■ **Source material**:

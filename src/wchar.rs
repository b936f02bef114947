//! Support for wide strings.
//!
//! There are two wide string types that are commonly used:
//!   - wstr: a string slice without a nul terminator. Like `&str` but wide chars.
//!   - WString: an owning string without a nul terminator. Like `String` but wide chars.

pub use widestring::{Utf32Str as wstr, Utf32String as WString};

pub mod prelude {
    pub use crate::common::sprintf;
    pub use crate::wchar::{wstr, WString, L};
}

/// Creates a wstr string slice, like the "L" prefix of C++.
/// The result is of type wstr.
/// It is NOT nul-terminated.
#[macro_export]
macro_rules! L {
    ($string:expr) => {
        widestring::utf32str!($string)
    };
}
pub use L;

■ **Prompt**: Print the lines of the material, exactly and only, from the line that contains "repository b936f02bef114947" down to and including the final line.

■ **Answer space**:
repository b936f02bef114947
//! Support for wide strings.
//!
//! There are two wide string types that are commonly used:
//!   - wstr: a string slice without a nul terminator. Like `&str` but wide chars.
//!   - WString: an owning string without a nul terminator. Like `String` but wide chars.

pub use widestring::{Utf32Str as wstr, Utf32String as WString};

pub mod prelude {
    pub use crate::common::sprintf;
    pub use crate::wchar::{wstr, WString, L};
}

/// Creates a wstr string slice, like the "L" prefix of C++.
/// The result is of type wstr.
/// It is NOT nul-terminated.
#[macro_export]
macro_rules! L {
    ($string:expr) => {
        widestring::utf32str!($string)
    };
}
pub use L;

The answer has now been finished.